I don’t know if you need reminding, but at this point a step forward—toward the murderous mist—put Ford right onto the bridge. Which spanned a deep chasm, with only a couple of low rails to protect us against a fall. One misstep, and down we’d go.
The fog looked like it could reach out and grab an arm. Pull us into the abyss.
But Ford took a step toward it, and all the tendrils whipped back up out of the cabin in a snap, as if to protect the jungle. Someone gasped behind me, but otherwise they stayed pretty quiet. I didn’t blame them.
“Maybe there’s a password,” Ford said. He cleared his throat, straightened his spine as if he was planning to speak to a crowd of angry town-hall attendees. “Allow us to pass. Please.”
Shockingly, the mist remained right where it was. I know. Even if there was a password, ‘Allow us to pass’ would have been a terrible one. I’m just saying.
The mist sprouted a few curious tendrils, and they snaked their way along the bridge toward us, curling along the floor like wispy snakes. I took a step back, but Ford actually moved forward as if to introduce himself and shake the thing’s… tentacle, I guess. The mist spiraled up to prod at his pocket, and when he slipped his tablet out, holding it up, the mist made a grab for the tech.
And Ford, being the genius he is, whipped it away. Like this… entity, whatever it was, would enjoy a game of keep-away.
I’ll admit it, Colonel. I didn’t think much in that moment.

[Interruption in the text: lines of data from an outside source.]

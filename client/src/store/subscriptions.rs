use super::{CacheState, EntityKey, EntityStore, require};
use crate::endpoints;
use crate::error::ApiError;
use crate::lifecycle::{EntityKind, OperationKind};
use crate::model::{SubscribedChannelRepr, SubscriptionEdge, UserId};
use jiff::Timestamp;
use serde_json::Value;
use tracing::instrument;

/// The server's answer to a toggle, normalized.
#[derive(Debug, Clone, Copy, PartialEq)]
struct ToggleOutcome {
    subscribed: bool,
    at: Option<Timestamp>,
}

impl ToggleOutcome {
    /// Reads an explicit `subscribed`/`isSubscribed` flag if there is one. Otherwise a
    /// subscription document means the edge now exists, and anything else means it is gone.
    fn from_data(data: &Value) -> Self {
        let at = data
            .get("createdAt")
            .and_then(Value::as_str)
            .and_then(|at| at.parse().ok());
        let flag = data
            .get("subscribed")
            .or_else(|| data.get("isSubscribed"))
            .and_then(Value::as_bool);
        let subscribed = match flag {
            Some(subscribed) => subscribed,
            None => data.get("_id").is_some() || data.get("channel").is_some(),
        };
        Self { subscribed, at }
    }
}

impl CacheState {
    /// Sets whether `subscriber` follows `channel`.
    ///
    /// Returns the previous state, or `None` if a newer response already decided this pair.
    pub(super) fn record_edge(
        &mut self,
        seq: u64,
        subscriber: &UserId,
        channel: &UserId,
        subscribed: bool,
        at: Option<Timestamp>,
    ) -> Option<bool> {
        if !self.admit(EntityKey::Subscription(subscriber.clone(), channel.clone()), seq) {
            return None;
        }
        let key = (subscriber.clone(), channel.clone());
        let was = self.subscriptions.contains_key(&key);
        if subscribed {
            let edge = self.subscriptions.entry(key).or_insert_with(|| SubscriptionEdge {
                subscriber_id: subscriber.clone(),
                channel_id: channel.clone(),
                subscribed_at: None,
            });
            if at.is_some() {
                edge.subscribed_at = at;
            }
        } else {
            self.subscriptions.remove(&key);
        }
        Some(was)
    }

    /// Moves the cached counters by the observed edge transition.
    fn adjust_counts(&mut self, subscriber: &UserId, channel: &UserId, was: bool, now: bool) {
        if was == now {
            return;
        }
        if let Some(stats) = self.channels.get_mut(channel) {
            stats.is_subscribed = now;
            stats.subscribers_count = if now {
                stats.subscribers_count + 1
            } else {
                stats.subscribers_count.saturating_sub(1)
            };
        }
        if let Some(stats) = self.channels.get_mut(subscriber) {
            stats.channels_subscribed_to_count = if now {
                stats.channels_subscribed_to_count + 1
            } else {
                stats.channels_subscribed_to_count.saturating_sub(1)
            };
        }
    }

    fn put_subscriber_list(&mut self, seq: u64, subscriber: &UserId, entries: &[SubscribedChannelRepr]) {
        if !self.admit(EntityKey::SubscriberList(subscriber.clone()), seq) {
            return;
        }
        let listed: Vec<_> = entries.iter().cloned().map(SubscribedChannelRepr::into_parts).collect();
        let dropped: Vec<UserId> = self
            .subscriptions_of(subscriber)
            .into_iter()
            .map(|edge| edge.channel_id.clone())
            .filter(|channel| !listed.iter().any(|(id, _, _)| id == channel))
            .collect();
        for channel in dropped {
            self.record_edge(seq, subscriber, &channel, false, None);
        }
        for (channel, user, at) in listed {
            if let Some(user) = user {
                self.put_user(seq, &user);
            }
            self.record_edge(seq, subscriber, &channel, true, at);
        }
    }
}

impl EntityStore {
    /// Subscribes the signed-in user to `channel`, or unsubscribes if already subscribed.
    ///
    /// The cache only changes once the server confirms, and then by whatever the server
    /// says the new state is. Returns whether the user is now subscribed.
    #[instrument(skip(self))]
    pub async fn toggle_subscription(&self, channel: UserId) -> Result<bool, ApiError> {
        require(channel.is_blank(), "channel id")?;
        let subscriber = self
            .session()
            .current_user()
            .map(|user| user.id)
            .ok_or(ApiError::MissingIdentifier("subscriber id"))?;
        let ticket = self.issue_for(EntityKind::Subscription, OperationKind::Toggle, &channel);
        let result = self
            .send(endpoints::toggle_subscription(&channel))
            .await
            .map(|response| ToggleOutcome::from_data(&response.data));
        let outcome = self.complete(ticket, result, |state, seq, outcome| {
            if let Some(was) = state.record_edge(seq, &subscriber, &channel, outcome.subscribed, outcome.at) {
                state.adjust_counts(&subscriber, &channel, was, outcome.subscribed);
            }
        })?;
        tracing::debug!(channel = %channel, subscribed = outcome.subscribed, "toggled subscription");
        Ok(outcome.subscribed)
    }

    /// Fetches the channels `subscriber` follows.
    #[instrument(skip(self))]
    pub async fn fetch_subscriptions(&self, subscriber: UserId) -> Result<Vec<SubscriptionEdge>, ApiError> {
        require(subscriber.is_blank(), "subscriber id")?;
        let ticket = self.issue_for(EntityKind::Subscription, OperationKind::FetchList, &subscriber);
        let result = self
            .send(endpoints::subscribed_channels(&subscriber))
            .await
            .and_then(|response| {
                response.decode::<Vec<SubscribedChannelRepr>>("subscribed channels")
            });
        let entries = self.complete(ticket, result, |state, seq, entries| {
            state.put_subscriber_list(seq, &subscriber, entries);
        })?;
        tracing::debug!(subscriber = %subscriber, count = entries.len(), "fetched subscriptions");
        Ok(entries
            .into_iter()
            .map(|entry| {
                let (channel_id, _, subscribed_at) = entry.into_parts();
                SubscriptionEdge {
                    subscriber_id: subscriber.clone(),
                    channel_id,
                    subscribed_at,
                }
            })
            .collect())
    }
}

#[cfg(test)]
mod tests {
    use super::super::test_support::*;
    use super::ToggleOutcome;
    use crate::error::ApiError;
    use crate::lifecycle::{EntityKind, OperationKind, OperationStatus};
    use crate::mock::MockTransport;
    use crate::model::UserId;
    use crate::transport::ApiResponse;
    use http::Method;
    use pretty_assertions::assert_eq;
    use serde_json::json;

    async fn with_bob(mock: &MockTransport) -> super::EntityStore {
        let store = logged_in_store(mock).await;
        mock.expect_ok(
            Method::GET,
            "/users/c/bob",
            json!({"_id": "u2", "username": "bob", "subscribersCount": 3, "isSubscribed": false}),
        )
        .await;
        store.fetch_channel("bob").await.unwrap();
        store
    }

    fn bob_subscribers(store: &super::EntityStore) -> u64 {
        store
            .snapshot()
            .channel_stats(&UserId::new("u2"))
            .map(|stats| stats.subscribers_count)
            .unwrap_or_default()
    }

    #[test]
    fn toggle_response_shapes() {
        assert!(ToggleOutcome::from_data(&json!({"subscribed": true})).subscribed);
        assert!(!ToggleOutcome::from_data(&json!({"isSubscribed": false})).subscribed);
        let created = ToggleOutcome::from_data(&json!({
            "_id": "s1",
            "subscriber": "u1",
            "channel": "u2",
            "createdAt": "2024-05-01T10:00:00Z"
        }));
        assert!(created.subscribed);
        assert!(created.at.is_some());
        assert!(!ToggleOutcome::from_data(&json!({})).subscribed);
        assert!(!ToggleOutcome::from_data(&json!(null)).subscribed);
    }

    #[tokio::test]
    async fn double_toggle_returns_to_start() {
        let mock = MockTransport::new();
        let store = with_bob(&mock).await;
        mock.expect_ok(Method::POST, "/subscriptions/c/u2", json!({"subscribed": true}))
            .await;
        mock.expect_ok(Method::POST, "/subscriptions/c/u2", json!({"subscribed": false}))
            .await;

        assert!(store.toggle_subscription(UserId::new("u2")).await.unwrap());
        assert_eq!(bob_subscribers(&store), 4);
        assert_eq!(store.snapshot().subscriptions_of(&UserId::new("u1")).len(), 1);

        assert!(!store.toggle_subscription(UserId::new("u2")).await.unwrap());
        let snapshot = store.snapshot();
        assert_eq!(bob_subscribers(&store), 3);
        assert!(!snapshot.is_subscribed(&UserId::new("u1"), &UserId::new("u2")));
        assert!(snapshot.subscriptions_of(&UserId::new("u1")).is_empty());
    }

    #[tokio::test]
    async fn overlapping_toggles_settle_on_the_later_one() {
        let mock = MockTransport::new();
        let store = with_bob(&mock).await;
        let first = mock.expect_gated(Method::POST, "/subscriptions/c/u2").await;
        let second = mock.expect_gated(Method::POST, "/subscriptions/c/u2").await;

        let a = tokio::spawn({
            let store = store.clone();
            async move { store.toggle_subscription(UserId::new("u2")).await }
        });
        mock.wait_for_calls(Method::POST, "/subscriptions/c/u2", 1)
            .await
            .unwrap();
        let b = tokio::spawn({
            let store = store.clone();
            async move { store.toggle_subscription(UserId::new("u2")).await }
        });
        mock.wait_for_calls(Method::POST, "/subscriptions/c/u2", 2)
            .await
            .unwrap();

        second.release(Ok(ApiResponse::ok(json!({"subscribed": false}))));
        assert!(!b.await.unwrap().unwrap());
        first.release(Ok(ApiResponse::ok(json!({"subscribed": true}))));
        assert!(a.await.unwrap().unwrap());

        let snapshot = store.snapshot();
        assert!(!snapshot.is_subscribed(&UserId::new("u1"), &UserId::new("u2")));
        assert_eq!(bob_subscribers(&store), 3);
        assert_eq!(
            snapshot.status(EntityKind::Subscription, OperationKind::Toggle),
            OperationStatus::Success
        );
    }

    #[tokio::test]
    async fn toggle_requires_a_signed_in_user() {
        let mock = MockTransport::new();
        let store = store(&mock);
        assert_eq!(
            store.toggle_subscription(UserId::new("u2")).await,
            Err(ApiError::MissingIdentifier("subscriber id"))
        );
        assert!(mock.calls().await.is_empty());
    }

    #[tokio::test]
    async fn subscriber_list_replaces_edges() {
        let mock = MockTransport::new();
        let store = with_bob(&mock).await;
        mock.expect_ok(Method::POST, "/subscriptions/c/u2", json!({"subscribed": true}))
            .await;
        store.toggle_subscription(UserId::new("u2")).await.unwrap();

        mock.expect_ok(
            Method::GET,
            "/subscriptions/u/u1",
            json!([
                {"_id": "s9", "subscribedChannel": {"_id": "u3", "username": "carol", "fullName": "Carol"}, "createdAt": "2024-06-01T00:00:00Z"}
            ]),
        )
        .await;
        let edges = store.fetch_subscriptions(UserId::new("u1")).await.unwrap();
        assert_eq!(edges.len(), 1);
        assert_eq!(edges[0].channel_id, UserId::new("u3"));

        let snapshot = store.snapshot();
        let channels: Vec<_> = snapshot
            .subscriptions_of(&UserId::new("u1"))
            .into_iter()
            .map(|edge| edge.channel_id.as_str())
            .collect();
        assert_eq!(channels, vec!["u3"]);
        assert_eq!(snapshot.user(&UserId::new("u3")).unwrap().username, "carol");
    }
}
use super::paging::VideoStream;
use super::{CacheState, EntityKey, EntityStore, VideoList, require};
use crate::endpoints;
use crate::error::ApiError;
use crate::forms::{VideoDraft, VideoEdit, VideoQuery};
use crate::lifecycle::{EntityKind, OperationKind};
use crate::model::{Video, VideoId, VideoPage};
use tracing::instrument;

impl CacheState {
    /// Replaces the membership of one listing and merges each listed video.
    fn put_video_list(&mut self, seq: u64, query: &VideoQuery, page: &VideoPage) {
        if !self.admit(EntityKey::VideoList(query.clone()), seq) {
            return;
        }
        for video in &page.videos {
            self.put_video(seq, video);
        }
        self.video_lists.insert(
            query.clone(),
            VideoList {
                ids: page.videos.iter().map(|video| video.id.clone()).collect(),
                page: page.page,
                next_page: page.next_page,
                total: page.total,
            },
        );
    }

    /// Drops the cached copy of a video the server no longer knows.
    ///
    /// Listings and playlists still name it until they are refetched or the delete is confirmed.
    fn evict_video(&mut self, seq: u64, id: &VideoId) {
        if self.admit(EntityKey::Video(id.clone()), seq) {
            self.videos.shift_remove(id);
        }
    }

    /// Drops a video and every reference to it.
    fn remove_video(&mut self, seq: u64, id: &VideoId) {
        if !self.admit(EntityKey::Video(id.clone()), seq) {
            return;
        }
        self.videos.shift_remove(id);
        for list in self.video_lists.values_mut() {
            list.ids.retain(|listed| listed != id);
        }
        for playlist in self.playlists.values_mut() {
            playlist.remove_video(id);
        }
    }
}

impl EntityStore {
    /// Fetches one page of videos matching `query`.
    #[instrument(skip(self))]
    pub async fn fetch_videos(&self, query: VideoQuery) -> Result<VideoPage, ApiError> {
        let ticket = self.issue(EntityKind::Video, OperationKind::FetchList);
        let result = self.send(endpoints::videos(&query)).await.and_then(|response| {
            VideoPage::from_value(response.data, query.requested_page())
                .map_err(|e| ApiError::decode("video list", e))
        });
        let page = self.complete(ticket, result, |state, seq, page| {
            state.put_video_list(seq, &query, page);
        })?;
        tracing::debug!(count = page.videos.len(), page = page.page, next = ?page.next_page, "fetched videos");
        Ok(page)
    }

    /// Every video matching `query`, starting at its page, fetched one page at a time.
    pub fn stream_videos(&self, query: VideoQuery) -> VideoStream {
        VideoStream::new(self.clone(), query)
    }

    #[instrument(skip(self))]
    pub async fn fetch_video(&self, id: VideoId) -> Result<Video, ApiError> {
        require(id.is_blank(), "video id")?;
        let ticket = self.issue_for(EntityKind::Video, OperationKind::FetchOne, &id);
        let result = self
            .send(endpoints::video(&id))
            .await
            .and_then(|response| response.decode::<Video>("video"));
        let video = self.complete_or(
            ticket,
            result,
            |state, seq, video| {
                state.put_video(seq, video);
            },
            |state, seq, e| {
                if matches!(e, ApiError::NotFound(_)) {
                    state.evict_video(seq, &id);
                }
            },
        )?;
        tracing::debug!(video_id = %video.id, "fetched video");
        Ok(video)
    }

    /// Uploads a new video. The request has no timeout.
    #[instrument(skip(self))]
    pub async fn upload_video(&self, draft: VideoDraft) -> Result<Video, ApiError> {
        let ticket = self.issue(EntityKind::Video, OperationKind::Upload);
        let result = self
            .send(endpoints::upload_video(&draft))
            .await
            .and_then(|response| response.decode::<Video>("uploaded video"));
        let video = self.complete(ticket, result, |state, seq, video| {
            state.put_video(seq, video);
        })?;
        tracing::debug!(video_id = %video.id, "uploaded video");
        Ok(video)
    }

    #[instrument(skip(self))]
    pub async fn update_video(&self, id: VideoId, edit: VideoEdit) -> Result<Video, ApiError> {
        require(id.is_blank(), "video id")?;
        let ticket = self.issue_for(EntityKind::Video, OperationKind::Update, &id);
        let result = self
            .send(endpoints::update_video(&id, &edit))
            .await
            .and_then(|response| response.decode::<Video>("updated video"));
        let video = self.complete_or(
            ticket,
            result,
            |state, seq, video| {
                state.put_video(seq, video);
            },
            |state, seq, e| {
                if matches!(e, ApiError::NotFound(_)) {
                    state.evict_video(seq, &id);
                }
            },
        )?;
        tracing::debug!(video_id = %video.id, "updated video");
        Ok(video)
    }

    /// Deletes a video once the server confirms it, along with every listing and
    /// playlist reference to it. A failed delete leaves the cache untouched, except that a
    /// video the server no longer knows is evicted.
    #[instrument(skip(self))]
    pub async fn delete_video(&self, id: VideoId) -> Result<(), ApiError> {
        require(id.is_blank(), "video id")?;
        let ticket = self.issue_for(EntityKind::Video, OperationKind::Delete, &id);
        let result = self.send(endpoints::delete_video(&id)).await.map(|_| ());
        self.complete_or(
            ticket,
            result,
            |state, seq, _| state.remove_video(seq, &id),
            |state, seq, e| {
                if matches!(e, ApiError::NotFound(_)) {
                    state.evict_video(seq, &id);
                }
            },
        )?;
        tracing::debug!(video_id = %id, "deleted video");
        Ok(())
    }
}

I spun around, grabbed Ethan’s reader out of his hand, and held it up over my head.
And then I ran. I was lucky that the people were standing far enough back to give me a path—and that they were smart enough to back up even further as I hightailed it off the bridge, holding Ethan’s reader above my head and praying to every star in the heavens that my hunch was right and that the living mist was drawn to technology.
A quick glance over my shoulder confirmed it as the fog rolled along behind me, bringing its cloying alcohol scent with it. I dashed through a hallway I’d never scouted before, hoping everyone had the sense to run across the bridge and barricade themselves into the jungle.
Unfortunately, fog has very little mass. Does it have any mass? Probably. But in any case, it’s got less mass than I do, and the sentient cloud came rolling straight over me, knocking me to the ground. Yes, Colonel, the fog knocked me to the ground. It was everywhere, a swirl of dampness tugging at my hair, my clothes, the laces on my boots.
All I could think was that this was a terrible way to go, and I wasn’t even sure what part of it was going to kill me—the poison smell of it, or a blow from those too-real tentacles.
The truth is, Colonel, I think I was a little too ready to let it take me.
But the mist had a one-track mind. If it has a mind; jury’s out. Anyway, it curled around Ethan’s reader, yanked it out of my hands, and pulled the tech up over my head.
And then it streamed off down a side corridor, reader and all, leaving me in a heap on the floor.
It took me several shaky minutes of wondering what the hell had just happened before I was able to pull myself to my feet. Slowly.
Now, you’d have thought that after that experience, people would be ready to head back to our original camp. Where no sentient mist-thing had ever attacked us or run off with our technology. Where we could wait patiently for help from the Alliance.
Don’t tell me that help isn’t coming, Colonel. I’m in no mood.
Not least because when I got back to the jungle and convinced them to open the doors—I think they were surprised to see me alive—they weren’t ready to go back to camp. No, they were unpacking. They were tasting the fruit, and the water.
Ethan greeted me with a hug, and I had to apologize for losing his reader. I wish I could’ve baited them with Ford instead.
“It’s all right,” he said, and I thought he meant it. The thing did save our lives, maybe. Worth the loss, I guess, though I’ll need to find a way to make it up to the kid.
“I’m not sure why we didn’t learn our lesson here,” I said to Ford, who was supervising the assembly of a provisions shelf on some rocks. We hadn’t even searched the whole jungle, hadn’t even figured out how big it was, and already he was arranging the furniture. “That mist tried to kill us.”
“It’s obviously some kind of cleaning mechanism,” Ford said.
“That grabs our tech and runs off with it. That tries to grab us.”
“It didn’t try to grab us. Like you said, it grabbed our tech.”
He was way too calm for a guy who’d recently had trails of mist curling up his legs. I missed Cane, and David. But they weren’t here right now; Mila must’ve still been out exploring.
So unless you counted Ethan, there was no one left with enough sense—or backbone, or both—to stand up to Ford.
“Relax, Kay,” Ford said. “Everything’s under control.”
I didn’t know what else to say to the man, so I threw up my hands, cursed at him, and stalked out of the jungle.